Since this code is already a lot better than the old attempts present in 2Geom (path-intersection.h, shape.h, region.h and the like), I'm going to remove them to reduce cruft.
Regards, Krzysztof
I'm very impressed. For the other readers out there, this is a problem that has stumped a long line of very smart people (including professional mathematicians and academia) and CGAL, a widely cited geometry library, has a broken implementation. This is a surprisingly hard problem to solve correctly. I agree it's publication worthy.
More importantly, this is not some theoretically wonderful implementation, this is a working, practical implementation.
It also enables many interesting other tools which have either had to work around the existing broken boolops, or have had hacks to approximate sepecial cases. Being both fast and robust makes so many things practical.
On Mon, Apr 20, 2015 at 02:04:32AM +0200, Krzysztof Kosiński wrote:
There is a new toy "boolops-new" in 2Geom's source repository - it computes an union of two paths using my new boolops code based on the Greiner-Hormann algorithm.
What works:
- Union
- Intersection
- Adding difference and XOR is trivial
Perhaps someone else could implement them as a learn-the-code experience, Jabier?
- Linear and Bezier segments of arbitrary degree
- Code is fairly clean and understandable
- Reasonably good performance, even though there are very few
optimizations
This is almost certainly an improvement on what we have, to gain confidence can you also write some unit tests that capture the various edge cases as per that svg (and anything else you can think of).
What remains to be done:
- Could be simplified a bit and better documented.
- Intersection procedures for arc-arc and arc-Bezier cases. Currently
they throw UnimplementedError.
Two directions to consider:
use the implicit formula for conics (AX^2 + BXY + CY^2 + DX + EY + F = 0) that we have code to generate, then substitute in the bezier for X, Y, and use roots(). This will double the degree of the curve, but should be quite stable.
Or you could try and write something similar to bezier clipping algorithm by projecting a linear approximation of the bezier against the ellipse or vice versa. More fiddly but potentially more accurate.
Intersecting conics is already in 2geom I think.
- Handling of degeneracies and second-order intersections. I have this
mostly planned out, except for a few nasty cases with overlapping Bezier segments.
Also useful are the various combinations with 1d topology - given paths A and B it is useful to compute the set ops between A*B, dA*B and dA*dB (where d refers to the outline).

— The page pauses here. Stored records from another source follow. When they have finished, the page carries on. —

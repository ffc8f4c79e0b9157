//! Build script rendering the replay binary's man page from its CLI
//! definition.

use std::{env, fs, path::PathBuf};

use clap::CommandFactory;
use clap_mangen::Man;

#[path = "src/cli.rs"]
mod cli;

fn main() -> Result<(), Box<dyn std::error::Error>> {
    println!("cargo:rerun-if-changed=src/cli.rs");

    let cmd = cli::Cli::command();
    let page = format!("{}.1", cmd.get_name());
    let out_dir = env::var_os("GHERKIN_RELAY_MAN_DIR")
        .map_or_else(|| PathBuf::from("target/generated-man"), PathBuf::from);
    println!("cargo:rerun-if-env-changed=GHERKIN_RELAY_MAN_DIR");
    fs::create_dir_all(&out_dir)?;

    let mut buf: Vec<u8> = Vec::new();
    Man::new(cmd).render(&mut buf)?;
    fs::write(out_dir.join(page), buf)?;

    Ok(())
}
//! Formatters with scripted behaviour for broker and runtime tests.

use std::{
    future,
    sync::{Arc, Mutex, PoisonError},
};

use async_trait::async_trait;
use gherkin_relay::{
    Envelope,
    Formatter,
    FormatterConfiguration,
    FormatterContext,
    FormatterError,
};

/// What a [`RecordingFormatter`] observed, shared with the test.
#[derive(Clone, Debug, Default)]
pub struct Recording(Arc<Mutex<RecordingState>>);

#[derive(Debug, Default)]
struct RecordingState {
    config: Option<FormatterConfiguration>,
    envelopes: Vec<Envelope>,
    finished: usize,
}

impl Recording {
    fn with<T>(&self, f: impl FnOnce(&mut RecordingState) -> T) -> T {
        f(&mut self.0.lock().unwrap_or_else(PoisonError::into_inner))
    }

    /// Configuration passed to `initialize`, if it ran.
    #[must_use]
    pub fn config(&self) -> Option<FormatterConfiguration> { self.with(|s| s.config.clone()) }

    #[must_use]
    pub fn initialized(&self) -> bool { self.with(|s| s.config.is_some()) }

    #[must_use]
    pub fn envelopes(&self) -> Vec<Envelope> { self.with(|s| s.envelopes.clone()) }

    /// Kinds of the processed envelopes, in processing order.
    #[must_use]
    pub fn kinds(&self) -> Vec<&'static str> {
        self.with(|s| s.envelopes.iter().map(Envelope::kind).collect())
    }

    /// Number of times `finish` ran.
    #[must_use]
    pub fn finish_count(&self) -> usize { self.with(|s| s.finished) }
}

/// Scripted failure points.
#[derive(Clone, Copy, Debug, Default, PartialEq, Eq)]
pub enum Behaviour {
    /// Process everything.
    #[default]
    Record,
    /// Fail `initialize`.
    FailInitialize,
    /// Return an error while processing envelope number `n` (1-based).
    FailOn(usize),
    /// Panic while processing envelope number `n` (1-based).
    PanicOn(usize),
    /// Never return from processing envelope number `n` (1-based).
    StallOn(usize),
}

/// Records every envelope it is given and misbehaves on request.
#[derive(Debug)]
pub struct RecordingFormatter {
    name: String,
    behaviour: Behaviour,
    recording: Recording,
}

impl RecordingFormatter {
    pub fn new(name: impl Into<String>) -> Self { Self::with_behaviour(name, Behaviour::Record) }

    pub fn with_behaviour(name: impl Into<String>, behaviour: Behaviour) -> Self {
        Self {
            name: name.into(),
            behaviour,
            recording: Recording::default(),
        }
    }

    /// Shared view of what this formatter observes.
    #[must_use]
    pub fn recording(&self) -> Recording { self.recording.clone() }
}

#[async_trait]
impl Formatter for RecordingFormatter {
    fn name(&self) -> &str { &self.name }

    async fn initialize(
        &mut self,
        config: &FormatterConfiguration,
        _context: &FormatterContext,
    ) -> Result<(), FormatterError> {
        if self.behaviour == Behaviour::FailInitialize {
            return Err(FormatterError::Initialization(format!(
                "{} refused to start",
                self.name
            )));
        }
        self.recording.with(|s| s.config = Some(config.clone()));
        Ok(())
    }

    async fn process(&mut self, envelope: &Envelope) -> Result<(), FormatterError> {
        let position = self.recording.with(|s| s.envelopes.len()) + 1;
        match self.behaviour {
            Behaviour::FailOn(n) if n == position => {
                return Err(FormatterError::Processing(format!("failed on envelope {n}")));
            }
            Behaviour::PanicOn(n) if n == position => panic!("panicked on envelope {n}"),
            Behaviour::StallOn(n) if n == position => future::pending::<()>().await,
            _ => {}
        }
        self.recording.with(|s| s.envelopes.push(envelope.clone()));
        Ok(())
    }

    async fn finish(&mut self) -> Result<(), FormatterError> {
        self.recording.with(|s| s.finished += 1);
        Ok(())
    }
}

This code implements A*B, and we already have dA*dB.
- Add &, |, / operators to PathVector. I think / will be better than
minus for set subtraction.
Agreed. It's sets, not arithmetic.
- Function that converts a nonzero winding pathvector to even-odd
winding pathvector with the same filled areas. It's a lot easier to do this conversion than it is to do Booleans on nonzero winding fills.
And uncross.
I observed no crashes or hangs, though when two pathvectors overlap exactly, some paths can be skipped in the output.
Yep, my inextensive testing with the toy also didn't crash (or suddenly take mysterious amounts of time).
Since this code is already a lot better than the old attempts present in 2Geom (path-intersection.h, shape.h, region.h and the like), I'm going to remove them to reduce cruft.
Please do!
Very exciting work!
njh
2015-04-20 7:15 GMT+02:00 Nathan Hurst <njh@...1927...>:
- Linear and Bezier segments of arbitrary degree
- Code is fairly clean and understandable
- Reasonably good performance, even though there are very few
optimizations
This is almost certainly an improvement on what we have, to gain confidence can you also write some unit tests that capture the various edge cases as per that svg (and anything else you can think of).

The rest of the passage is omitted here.